I've come pretty far in my general purpose NMI routine, and each NMI I've got:
64 tile row update
30 tile column update
16 byte attribute row update
8 byte attribute column update
32 entry palette update
5 tiles of CHR RAM (80 bytes)
And it all fits just under the limit of Vblank (2240 cycles every time). I was thinking this was pretty good and doable (especially considering I don't need to dink around with extended Vblank) but there's one problem. I forgot about sprite DMA
!
So I was just wondering what exactly happens if you enable sprite DMA late? Does it have to at least be in forced Vblank? In another project I don't do the transfer in natural Vblank, and it works in FCEUXD, Nintendulator, and Nestopia. Perhaps that's because the screen is off and it's at the bottom (I'm pretty sure it is). Or is it just like you want to enable it in Vblank so sprites with Y coords at the top of the screen are shown? Thanks in advance.

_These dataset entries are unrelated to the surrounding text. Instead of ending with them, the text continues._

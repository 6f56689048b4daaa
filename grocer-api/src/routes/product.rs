/// Product endpoints
///
/// Reads are public; writes require an ADMIN.
///
/// - `POST   /api/product/create` (admin)
/// - `POST   /api/product/get`
/// - `POST   /api/product/get-product-by-category`
/// - `POST   /api/product/get-pruduct-by-category-and-subcategory`
/// - `POST   /api/product/get-product-details`
/// - `PUT    /api/product/update-product-details` (admin)
/// - `DELETE /api/product/delete-product` (admin)
/// - `POST   /api/product/search-product`
///
/// Paged listings answer with the page metadata next to `data`:
///
/// ```json
/// { "message": "Product data", "error": false, "success": true,
///   "data": [ ... ], "totalCount": 42, "totalNoPage": 5 }
/// ```

use crate::{
    app::AppState,
    error::{ApiError, ApiResult},
    response::{created, ok, Envelope},
    routes::{parse_ids, present, required_id},
};
use axum::{extract::State, response::Response, Json};
use grocer_shared::models::{
    product::{NewProduct, Product, UpdateProduct},
    Pagination,
};
use rust_decimal::Decimal;
use serde::{Deserialize, Serialize};
use validator::Validate;

#[derive(Debug, Default, Deserialize, Validate)]
pub struct ProductFields {
    pub name: Option<String>,
    pub image: Option<Vec<String>>,
    pub category: Option<Vec<String>>,
    #[serde(rename = "subCategory")]
    pub sub_category: Option<Vec<String>>,
    pub unit: Option<String>,

    #[validate(range(min = 0, message = "Stock cannot be negative"))]
    pub stock: Option<i32>,

    pub price: Option<Decimal>,

    #[validate(range(min = 0, max = 100, message = "Discount must be between 0 and 100"))]
    pub discount: Option<i32>,

    pub description: Option<String>,
    pub more_details: Option<serde_json::Value>,
    pub publish: Option<bool>,
}

#[derive(Debug, Deserialize)]
pub struct UpdateProductRequest {
    #[serde(rename = "_id")]
    pub id: Option<String>,
    #[serde(flatten)]
    pub fields: ProductFields,
}

#[derive(Debug, Deserialize)]
pub struct IdRequest {
    #[serde(rename = "_id")]
    pub id: Option<String>,
}

#[derive(Debug, Default, Deserialize)]
pub struct ListRequest {
    pub page: Option<i64>,
    pub limit: Option<i64>,
    pub search: Option<String>,
}

#[derive(Debug, Deserialize)]
pub struct ByCategoryRequest {
    pub id: Option<String>,
}

#[derive(Debug, Deserialize)]
pub struct ByCategoryAndSubCategoryRequest {
    #[serde(rename = "categoryId")]
    pub category_id: Option<String>,
    #[serde(rename = "subCategoryId")]
    pub sub_category_id: Option<String>,
    pub page: Option<i64>,
    pub limit: Option<i64>,
}

#[derive(Debug, Deserialize)]
pub struct DetailsRequest {
    #[serde(rename = "productId")]
    pub product_id: Option<String>,
}

/// A page of products with its metadata
#[derive(Debug, Serialize)]
pub struct ProductPage {
    pub message: String,
    pub error: bool,
    pub success: bool,
    pub data: Vec<Product>,

    #[serde(rename = "totalCount")]
    pub total_count: i64,

    #[serde(rename = "totalNoPage", skip_serializing_if = "Option::is_none")]
    pub total_no_page: Option<i64>,

    #[serde(rename = "totalPage", skip_serializing_if = "Option::is_none")]
    pub total_page: Option<i64>,

    #[serde(skip_serializing_if = "Option::is_none")]
    pub page: Option<i64>,

    #[serde(skip_serializing_if = "Option::is_none")]
    pub limit: Option<i64>,
}

impl ProductPage {
    fn new(message: &str, data: Vec<Product>, total_count: i64) -> Self {
        Self {
            message: message.to_string(),
            error: false,
            success: true,
            data,
            total_count,
            total_no_page: None,
            total_page: None,
            page: None,
            limit: None,
        }
    }

    fn with_position(mut self, page: Pagination) -> Self {
        self.page = Some(page.page);
        self.limit = Some(page.limit);
        self
    }
}

fn non_empty(values: &Option<Vec<String>>) -> Option<&[String]> {
    values.as_deref().filter(|v| !v.is_empty())
}

/// Creates a product
///
/// # Errors
///
/// - `400`: a required field is missing ("Enter required fields")
/// - `422`: stock or discount out of range
pub async fn create_product(
    State(state): State<AppState>,
    Json(req): Json<ProductFields>,
) -> ApiResult<Response> {
    let (Some(name), Some(image), Some(category), Some(sub_category), Some(unit), Some(price), Some(description)) = (
        present(&req.name),
        non_empty(&req.image),
        non_empty(&req.category),
        non_empty(&req.sub_category),
        present(&req.unit),
        req.price,
        present(&req.description),
    ) else {
        return Err(ApiError::BadRequest("Enter required fields".to_string()));
    };
    req.validate()?;

    if price.is_sign_negative() {
        return Err(ApiError::BadRequest("Price cannot be negative".to_string()));
    }

    let product = Product::create(
        &state.db,
        NewProduct {
            name: name.to_string(),
            image: image.to_vec(),
            category_ids: parse_ids(category)?,
            sub_category_ids: parse_ids(sub_category)?,
            unit: unit.to_string(),
            stock: req.stock,
            price,
            discount: req.discount.unwrap_or(0),
            description: description.to_string(),
            more_details: req.more_details.clone().unwrap_or_else(|| serde_json::json!({})),
            publish: req.publish.unwrap_or(true),
        },
    )
    .await?;

    tracing::info!(product_id = %product.id, "Product created");
    Ok(created("Product Created Successfully", product))
}

/// Paged product listing with optional search
pub async fn get_products(
    State(state): State<AppState>,
    Json(req): Json<ListRequest>,
) -> ApiResult<Json<ProductPage>> {
    let page = Pagination::new(req.page, req.limit);
    let (data, total) = Product::list(&state.db, present(&req.search), page).await?;

    let mut body = ProductPage::new("Product data", data, total);
    body.total_no_page = Some(page.total_pages(total));

    Ok(Json(body))
}

/// The category shelf: newest products in a category
pub async fn get_by_category(
    State(state): State<AppState>,
    Json(req): Json<ByCategoryRequest>,
) -> ApiResult<Envelope<Vec<Product>>> {
    let category_id = required_id(&req.id, "provide category id")?;

    Ok(ok(
        "category product list",
        Product::list_by_category(&state.db, category_id).await?,
    ))
}

pub async fn get_by_category_and_sub_category(
    State(state): State<AppState>,
    Json(req): Json<ByCategoryAndSubCategoryRequest>,
) -> ApiResult<Json<ProductPage>> {
    let missing = "Provide categoryId and subCategoryId";
    let category_id = required_id(&req.category_id, missing)?;
    let sub_category_id = required_id(&req.sub_category_id, missing)?;

    let page = Pagination::new(req.page, req.limit);
    let (data, total) =
        Product::list_by_category_and_sub_category(&state.db, category_id, sub_category_id, page).await?;

    Ok(Json(ProductPage::new("Product list", data, total).with_position(page)))
}

pub async fn get_product_details(
    State(state): State<AppState>,
    Json(req): Json<DetailsRequest>,
) -> ApiResult<Envelope<Product>> {
    let product_id = required_id(&req.product_id, "provide productId")?;

    let product = Product::find_by_id(&state.db, product_id)
        .await?
        .ok_or_else(|| ApiError::NotFound("Product not found".to_string()))?;

    Ok(ok("product details", product))
}

/// Partial update; only the fields present in the body change
pub async fn update_product(
    State(state): State<AppState>,
    Json(req): Json<UpdateProductRequest>,
) -> ApiResult<Envelope<Product>> {
    let id = required_id(&req.id, "provide product _id")?;
    let fields = req.fields;
    fields.validate()?;

    if fields.price.is_some_and(|p| p.is_sign_negative()) {
        return Err(ApiError::BadRequest("Price cannot be negative".to_string()));
    }

    let update = UpdateProduct {
        name: present(&fields.name).map(str::to_string),
        image: fields.image.clone(),
        category_ids: fields.category.as_deref().map(parse_ids).transpose()?,
        sub_category_ids: fields.sub_category.as_deref().map(parse_ids).transpose()?,
        unit: fields.unit.clone(),
        stock: fields.stock,
        price: fields.price,
        discount: fields.discount,
        description: fields.description.clone(),
        more_details: fields.more_details.clone(),
        publish: fields.publish,
    };

    let product = Product::update(&state.db, id, update)
        .await?
        .ok_or_else(|| ApiError::NotFound("Product not found".to_string()))?;

    tracing::info!(product_id = %product.id, "Product updated");
    Ok(ok("updated successfully", product))
}

pub async fn delete_product(
    State(state): State<AppState>,
    Json(req): Json<IdRequest>,
) -> ApiResult<Envelope<()>> {
    let id = required_id(&req.id, "provide _id")?;

    if !Product::delete(&state.db, id).await? {
        return Err(ApiError::NotFound("Product not found".to_string()));
    }

    tracing::info!(product_id = %id, "Product deleted");
    Ok(ok("Delete successfully", ()))
}

/// Search with page metadata
pub async fn search_products(
    State(state): State<AppState>,
    Json(req): Json<ListRequest>,
) -> ApiResult<Json<ProductPage>> {
    let page = Pagination::new(req.page, req.limit);
    let (data, total) = Product::list(&state.db, present(&req.search), page).await?;

    let mut body = ProductPage::new("Product data", data, total).with_position(page);
    body.total_page = Some(page.total_pages(total));

    Ok(Json(body))
}

#[cfg(test)]
mod tests {
    use super::*;

    #[test]
    fn test_fields_accept_numeric_and_string_price() {
        let fields: ProductFields = serde_json::from_value(serde_json::json!({
            "name": "Basmati Rice",
            "price": 120.5,
            "subCategory": ["7f0c1e7e-1c39-4c1b-9a9e-0a5a1f4b8c11"]
        }))
        .unwrap();
        assert_eq!(fields.price, Some(Decimal::new(1205, 1)));
        assert_eq!(fields.sub_category.map(|v| v.len()), Some(1));

        let fields: ProductFields = serde_json::from_value(serde_json::json!({ "price": "99.90" })).unwrap();
        assert_eq!(fields.price, Some(Decimal::new(9990, 2)));
    }

    #[test]
    fn test_discount_range() {
        let fields = ProductFields {
            discount: Some(120),
            ..Default::default()
        };
        assert!(fields.validate().is_err());

        let fields = ProductFields {
            discount: Some(100),
            stock: Some(0),
            ..Default::default()
        };
        assert!(fields.validate().is_ok());
    }

    #[test]
    fn test_page_shapes() {
        let page = Pagination::new(Some(2), Some(5));

        let mut body = ProductPage::new("Product data", vec![], 12);
        body.total_no_page = Some(page.total_pages(12));
        let json = serde_json::to_value(&body).unwrap();
        assert_eq!(json["totalCount"], 12);
        assert_eq!(json["totalNoPage"], 3);
        assert!(json.get("page").is_none());

        let json = serde_json::to_value(ProductPage::new("Product list", vec![], 0).with_position(page)).unwrap();
        assert_eq!(json["page"], 2);
        assert_eq!(json["limit"], 5);
        assert!(json.get("totalNoPage").is_none());
        assert_eq!(json["success"], true);
    }
}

PPU is constantly accessing OAM during rendering, so you cannot DMA during rendering or Bad Things (tm) happen.
If you disable rendering ($2001) or do it all inside VBlank you're fine (but be careful not to let DMA spill outside of VBlank -- it takes 513 cycles and all of those cycles must be outside of rendering).
Bigfoot has different sprites on the top and bottom halves of the screen, separated by a few scanlines of forced blanking.
There are ways to turn the rendering off early or on late, most of them depending on sprite 0 (a status bar at the top makes this a LOT easier) or a scanline counter (which needs your game to be put on a torn-up T*ROM board). Show me a screenshot or mock-up of your project, and I can give you some ideas.
Garage Cart #1's menu shows 128 sprites. Just forced blanking, but there were some minor issues with the sprite-ram addressing which was explored on the forum not that long ago.
Okay, so as long as rendering is off when I do it, I should be fine, right? I guess I'm going to have to stick with extended Vblank for NTSC if I want to update more than 2 CHR tiles (actually it's 3 cycles too long). But this is okay, since I use vertical mirroring and there are glitches at the top and bottom of the screen. If I disable rendering for the first 8 scanlines, I could have both Sprite DMA and 2 more tile updates. And those 8 scanlines would act kind of like BG clipping, but on the top of the screen instead of on the left.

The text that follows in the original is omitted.